Para o doutor em mecânica aplicada pela Universidade Pierre e Marie Curie, na França, Normando Perazzo, apesar da boa vontade de quem pesquisa soluções para problemas sociais, há um sem-número de obstáculos e burocracias que distanciam o remédio da doença. “A universidade é muito lerda nisso. Dizem que nela só há preguiçoso, vagabundo, mas há uma sobrecarga absurda de trabalho e não temos tempo de fazer esse que seria um papel da universidade, o de transferir tecnologia da academia para a sociedade”, declara. “Fica faltando esse papel de ligação”.
Além de soluções de baixo custo, é preciso garantir políticas públicas
De acordo com a Fundação João Pinheiro, referência quando o assunto é deficit habitacional, já em 2015, o Brasil dispunha de nada menos que 7,9 milhões de imóveis vazios, em condições de serem ocupados ou em construção.
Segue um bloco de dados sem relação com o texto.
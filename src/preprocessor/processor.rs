//! Preprocessor implementation

use crate::models::config::PrepConfig;
use crate::preprocessor::error::{PreprocessorError, PreprocessorResult};
use crate::preprocessor::line_source::{Line, LineSource};
use crate::preprocessor::parser::{parse_directive, Directive, DirectiveError};
use crate::preprocessor::registry::{MacroRegistry, RegisterError};
use crate::preprocessor::substitute::{substitute_line, SubstituteError, SubstituteLimits};

use std::collections::HashSet;
use std::fs::File;
use std::io::{BufWriter, Write};
use std::path::{Path, PathBuf};

/// File being scanned, used for diagnostics and for resolving its includes.
#[derive(Debug, Clone)]
pub(super) struct FileContext {
    pub path: PathBuf,
    pub base_dir: PathBuf,
}

impl FileContext {
    pub fn new(path: &Path) -> Self {
        let base_dir = path
            .parent()
            .map(Path::to_path_buf)
            .unwrap_or_default();
        Self {
            path: path.to_path_buf(),
            base_dir,
        }
    }

    pub fn display(&self) -> String {
        self.path.display().to_string()
    }
}

/// Expands `#define` macros of one compilation unit at a time.
///
/// Every call to [`Preprocessor::expand`] starts from an empty registry (plus
/// anything added with [`Preprocessor::define`]) and clears it once the output
/// has been written. Relative includes are resolved against the directory of
/// the including file, without touching the process working directory.
pub struct Preprocessor {
    pub(super) config: PrepConfig,

    /// Macros registered before any source is read
    predefined: Vec<(String, String)>,

    pub(super) registry: MacroRegistry,

    /// Canonical paths on the active include chain, in inclusion order
    pub(super) include_chain: Vec<PathBuf>,

    /// Same paths as `include_chain`, for membership tests
    pub(super) include_stack: HashSet<PathBuf>,

    /// Recoverable problems reported during the last expansion
    diagnostics: Vec<PreprocessorError>,
}

impl Preprocessor {
    /// Create a new preprocessor
    pub fn new() -> Self {
        Self::with_config(PrepConfig::default())
    }

    pub fn with_config(config: PrepConfig) -> Self {
        let registry = MacroRegistry::new(config.max_token_length);
        Self {
            config,
            predefined: Vec::new(),
            registry,
            include_chain: Vec::new(),
            include_stack: HashSet::new(),
            diagnostics: Vec::new(),
        }
    }

    pub fn config(&self) -> &PrepConfig {
        &self.config
    }

    /// Add a macro registered ahead of every compilation unit
    pub fn define(&mut self, name: impl Into<String>, value: impl Into<String>) {
        self.predefined.push((name.into(), value.into()));
    }

    pub fn diagnostics(&self) -> &[PreprocessorError] {
        &self.diagnostics
    }

    /// Expand `input_path` into `output`.
    pub fn expand<W: Write>(&mut self, input_path: &Path, output: &mut W) -> PreprocessorResult<()> {
        self.diagnostics.clear();

        let result = self.expand_unit(input_path, output);

        // Macros live for one compilation unit.
        self.registry.clear();
        self.include_chain.clear();
        self.include_stack.clear();
        result
    }

    /// Expand `input_path` into a newly created file at `output_path`.
    pub fn expand_to_path(&mut self, input_path: &Path, output_path: &Path) -> PreprocessorResult<()> {
        // Open the input first so a missing input leaves no empty output behind.
        File::open(input_path).map_err(|e| PreprocessorError::io(input_path.display(), e))?;
        let file =
            File::create(output_path).map_err(|e| PreprocessorError::io(output_path.display(), e))?;
        let mut writer = BufWriter::new(file);
        self.expand(input_path, &mut writer)
    }

    fn expand_unit<W: Write>(&mut self, input_path: &Path, output: &mut W) -> PreprocessorResult<()> {
        let mut source = LineSource::open(input_path, self.config.max_line_length)
            .map_err(|e| PreprocessorError::io(input_path.display(), e))?;
        let canonical = input_path
            .canonicalize()
            .map_err(|e| PreprocessorError::io(input_path.display(), e))?;
        self.include_chain.push(canonical.clone());
        self.include_stack.insert(canonical);

        let context = FileContext::new(input_path);
        self.register_predefined(&context);

        while let Some(mut line) = source.next_line()? {
            self.substitute(&context, &mut line)?;
            if line.is_directive() {
                self.process_directive(&context, &line)?;
            } else {
                output
                    .write_all(&line.text)
                    .map_err(|e| PreprocessorError::io("<output>", e))?;
            }
        }

        output
            .flush()
            .map_err(|e| PreprocessorError::io("<output>", e))?;
        log::debug!(
            "{}> Expanded {} lines with {} macros",
            context.display(),
            source.line_number(),
            self.registry.len()
        );
        Ok(())
    }

    fn register_predefined(&mut self, context: &FileContext) {
        let predefined = std::mem::take(&mut self.predefined);
        for (name, value) in &predefined {
            self.register(context, 0, name.as_bytes(), value.as_bytes());
        }
        self.predefined = predefined;
    }

    fn substitute(&self, context: &FileContext, line: &mut Line) -> PreprocessorResult<()> {
        let limits = SubstituteLimits {
            max_rewrites: self.config.max_rewrites_per_line,
            max_line_length: self.config.max_line_length,
        };
        match substitute_line(&mut line.text, &self.registry, &limits) {
            Ok(0) => Ok(()),
            Ok(rewrites) => {
                log::debug!(
                    "{}({})> {} substitutions",
                    context.display(),
                    line.number,
                    rewrites
                );
                Ok(())
            }
            Err(SubstituteError::NonConvergent { rewrites }) => {
                Err(PreprocessorError::NonConvergentExpansion {
                    path: context.display(),
                    line: line.number,
                    rewrites,
                })
            }
            Err(SubstituteError::LineTooLong { length, limit }) => {
                Err(PreprocessorError::LineTooLong {
                    path: context.display(),
                    line: line.number,
                    length,
                    limit,
                })
            }
        }
    }

    /// Interpret a line starting with `#`. Only fatal errors are returned.
    pub(super) fn process_directive(&mut self, context: &FileContext, line: &Line) -> PreprocessorResult<()> {
        match parse_directive(&line.text) {
            Ok(Directive::Define { name, value }) => {
                self.register(context, line.number, &name, &value);
                Ok(())
            }
            Ok(Directive::Include { path }) => self.include_header(context, line.number, &path),
            Err(DirectiveError::Malformed(message)) => {
                self.report(PreprocessorError::MalformedDirective {
                    path: context.display(),
                    line: line.number,
                    message,
                });
                Ok(())
            }
            Err(DirectiveError::Unrecognized(directive)) => {
                self.report(PreprocessorError::UnrecognizedDirective {
                    path: context.display(),
                    line: line.number,
                    directive,
                });
                Ok(())
            }
        }
    }

    fn register(&mut self, context: &FileContext, line: usize, name: &[u8], value: &[u8]) {
        match self.registry.register(name, value) {
            Ok(()) => {
                log::info!(
                    "{}({})> Registered macro: {} -> {}",
                    context.display(),
                    line,
                    String::from_utf8_lossy(name),
                    String::from_utf8_lossy(value)
                );
            }
            Err(RegisterError::Allocation) => {
                self.report(PreprocessorError::AllocationFailure {
                    path: context.display(),
                    line,
                    name: String::from_utf8_lossy(name).into_owned(),
                });
            }
            Err(e) => {
                self.report(PreprocessorError::InvalidMacro {
                    path: context.display(),
                    line,
                    message: e.to_string(),
                });
            }
        }
    }

    pub(super) fn report(&mut self, error: PreprocessorError) {
        log::warn!("{}", error);
        self.diagnostics.push(error);
    }
}

impl Default for Preprocessor {
    fn default() -> Self {
        Self::new()
    }
}

/// Expand `input_path` into `output` with the default limits.
pub fn expand<W: Write>(input_path: &Path, output: &mut W) -> PreprocessorResult<()> {
    Preprocessor::new().expand(input_path, output)
}

/// Expand `input_path` into a file at `output_path` with the default limits.
pub fn expand_to_path(input_path: &Path, output_path: &Path) -> PreprocessorResult<()> {
    Preprocessor::new().expand_to_path(input_path, output_path)
}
Não é preciso esforço matemático para compreender que, em tese, há abrigo decente para sanar o deficit de 7,7 milhões de habitações no País. Justamente por isso, segundo o engenheiro civil pós-doutor em sociologia pela USP, Luiz Kohara, acredita que é um erro apontar que apenas construir leva a sanar o problema brasileiro.
“Depende de programas habitacionais, renda e mecanismos de controle da especulação imobiliária”, resume. “Durante vários anos, houve melhoria real da renda e do salário mínimo e, no entanto, o problema de moradia avançou. Isso só mostra que o acesso à habitação não depende apenas da questão financeira. Entre 2008 e 2017, o salário em São Paulo (SP) valorizou 60%, mas o aluguel dobrou e o valor dos imóveis cresceu 230%. Isso amplia o deficit, que mostra claramente a dificuldade do brasileiro”, explica.
“Estamos vendo uma série de retrocessos. Vemos que não há recursos para o Minha Casa, Minha Vida, que era o principal meio de enfrentamento ao deficit, nem há política fundiária para assegurar terras para essa ação. O problema da habitação, se não enfrentado, apenas vai se agravando” - Luiz Kohara, engenheiro civil pós-doutor em sociologia
Mas, afinal, o que explica a grande quantidade de imóveis “disponíveis”? Do ponto de vista particular, dois grandes motivos são comuns: a não necessidade de investir ou melhorar imóveis em busca de que o tempo valorize uma determinada região ou a disputa judicial familiar por espólios. Em locais específicos, como São Luiz (MA), há também a questão da grande quantidade de imóveis considerados patrimônios públicos tombados, o que impede (e encarece) muitas de suas melhorias. “De toda forma, do ponto de vista coletivo, há a falta de incentivo do poder público para dar uma função social aos imóveis e o estímulo a esse tipo de investimento”, completa Kohara, que considera o problema da habitação o mais grave em curso no Brasil.
Segundo o especialista, estudos mostram que é mais barato estruturar uma região povoada do que levar essa mesma população para uma área que tem que ser urbanizada do zero - como o faz a maior parte dos programas habitacionais regionais. “É preciso mudar o conceito de produção pública de habitação. É como se fosse um serviço, como saúde e educação, já que a pessoa também tem direito (humano) à moradia. Primeiro se garante a moradia, depois a propriedade, se possível”, defende, acrescentando que primeiro se deve atacar a política urbana quanto à questão fundiária nas cidades, para evitar a especulação, depois investir em melhorias, inclusive com a descentralização das oportunidades (de acesso e de trabalho) para que a urbanização seja, de fato possível. “Sem essa filosofia, mesmo que se produza habitação, com a valorização imobiliária desmedida, pessoas que não faziam parte do deficit passarão a integrá-lo”.